Not many of those who took part in the Yom Kippur War can say that they took part in the battles on its first day, halted the Syrians in the Golan Heights, continued to the valley of the Syrian enclave and reached a distance of 40 kilometers from Damascus - and then descended south, crossed the Suez Canal to "Africa" and stopped 101 kilometers from Cairo.
The members of the 179th Reserve Brigade are the ones whose tank larvae – an easy shot for the armored personnel among you – tasted both the basalt stones of the Golan Heights and the sands of Sinai. 50 years later, when six members of the brigade tell their war stories, it seems as if it all happened yesterday.
We meet near Safed, near the centurion tank standing at the 37th Brigade monument. Yossi Amir (85) from Kibbutz Mizra, Avraham Sela (75) from Givat Ella, Gadi Stockelman (76) from Kibbutz Kabri, Yehuda Wegman (76) from Kibbutz Sdot Yam who currently lives in Or Akiva, Israel Arieli (79) from Kibbutz Genigar and Levi Givon (80) from Kibbutz Tirat Tzvi. Even now, the comrades who fought together are still arguing about exactly what time each one arrived at this village or that intersection. War lives in them and they are in it.
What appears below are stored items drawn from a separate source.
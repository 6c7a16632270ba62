use std::collections::{BTreeMap, BTreeSet, HashSet};

use chrono::NaiveDate;

use syllabus_core::error::SyllabusError;
use syllabus_core::models::lecture::LectureRecord;
use syllabus_schedule::parse_title_key;
use syllabus_tracker::IssueTracker;

/// Issue titles already on the tracker, fetched once per run.
///
/// A planned issue is a duplicate only when its title matches exactly.
#[derive(Debug, Default)]
pub struct ExistingIssues {
    titles: HashSet<String>,
    /// Titles grouped by lecture number and date, each group sorted.
    by_key: BTreeMap<(u32, NaiveDate), BTreeSet<String>>,
}

impl ExistingIssues {
    pub fn fetch<T: IssueTracker + ?Sized>(tracker: &T) -> Result<Self, SyllabusError> {
        let titles = tracker.list_issue_titles()?;
        tracing::debug!(count = titles.len(), "fetched existing issue titles");
        Ok(Self::from_titles(titles))
    }

    pub fn from_titles(titles: HashSet<String>) -> Self {
        let mut by_key: BTreeMap<_, BTreeSet<String>> = BTreeMap::new();
        for title in &titles {
            if let Some(key) = parse_title_key(title) {
                by_key.entry(key).or_default().insert(title.clone());
            }
        }
        Self { titles, by_key }
    }

    pub fn contains(&self, title: &str) -> bool {
        self.titles.contains(title)
    }

    pub fn len(&self) -> usize {
        self.titles.len()
    }

    pub fn is_empty(&self) -> bool {
        self.titles.is_empty()
    }

    /// An existing title for the same lecture number and date whose text
    /// differs from `title`, e.g. after the topic was renamed. The
    /// alphabetically first one wins when there are several.
    pub fn renamed_match(&self, lecture: &LectureRecord, title: &str) -> Option<&str> {
        self.by_key
            .get(&(lecture.sequence_number, lecture.date))?
            .iter()
            .map(String::as_str)
            .find(|existing| *existing != title)
    }
}
use std::collections::BTreeSet;
use std::path::PathBuf;

use clap::Args;
use comfy_table::{Cell, Color, Table};
use syllabus_core::config::SyllabusConfig;
use syllabus_schedule::build_issue_title;

#[derive(Args)]
pub struct PreviewArgs {
    /// Path to the schedule markdown
    #[arg(long)]
    schedule: Option<PathBuf>,
    /// Year for the schedule's "Mon DD" dates
    #[arg(long)]
    year: Option<i32>,
    /// Print the issue titles instead of the table
    #[arg(long)]
    titles: bool,
}

pub fn run(args: PreviewArgs, config: &SyllabusConfig) -> anyhow::Result<()> {
    let schedule = args.schedule.unwrap_or_else(|| config.schedule.clone());
    let lectures = super::load_schedule(&schedule, args.year.unwrap_or(config.year))?;

    if args.titles {
        for lecture in &lectures {
            println!("{}", build_issue_title(lecture));
        }
        return Ok(());
    }

    let mut table = Table::new();
    table.set_header(vec!["#", "WEEK", "DATE", "DAY", "TOPIC", "DETAILS", "DELIVERABLES"]);
    for lecture in &lectures {
        let deliverables = if lecture.deliverables.is_empty() {
            Cell::new("—").fg(Color::DarkGrey)
        } else {
            Cell::new(&lecture.deliverables).fg(Color::Yellow)
        };
        table.add_row(vec![
            Cell::new(format!("{:02}", lecture.sequence_number)),
            Cell::new(lecture.week),
            Cell::new(lecture.date.format("%Y-%m-%d")),
            Cell::new(&lecture.day_name),
            Cell::new(&lecture.topic_title).fg(Color::Cyan),
            Cell::new(&lecture.topic_details),
            deliverables,
        ]);
    }
    println!("{table}");

    let weeks: BTreeSet<u32> = lectures.iter().map(|l| l.week).collect();
    println!("\n{} lectures across {} weeks", lectures.len(), weeks.len());
    Ok(())
}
Fighters of the 179th Brigade. From right: Yossi Amir, Levi Givon, Israel Arieli and Gadi Stockelman; On the tank, from right: Yehuda Wegman and Avraham Sela, photo: David Cohen/Ginny
"Pick up forklifts and come"
The brigade's war story actually begins on Rosh Hashanah, or maybe even a few months earlier. In August 1973, Colonel Ran Sarig was appointed brigade commander, while his deputy was Lt. Col. Gideon Zimble. On the eve of the war, the brigade consisted of three light whip tank battalions: the 96th Battalion commanded by Israel Levin, the 266th Battalion commanded by Uzi Mor, and the 278th Battalion commanded by Amir.
The brigade was the rapid recruitment brigade of the Northern Command and belonged to the 210th Division, commanded by Major General Dan Lenner. In case of emergency, the brigade was supposed to receive priority in tank transporters and autobuses in order to expedite its organization. In this context, the brigade's command center was also transferred from the Kurdani camp in the Krayot area to the Pilon camp near Rosh Pina.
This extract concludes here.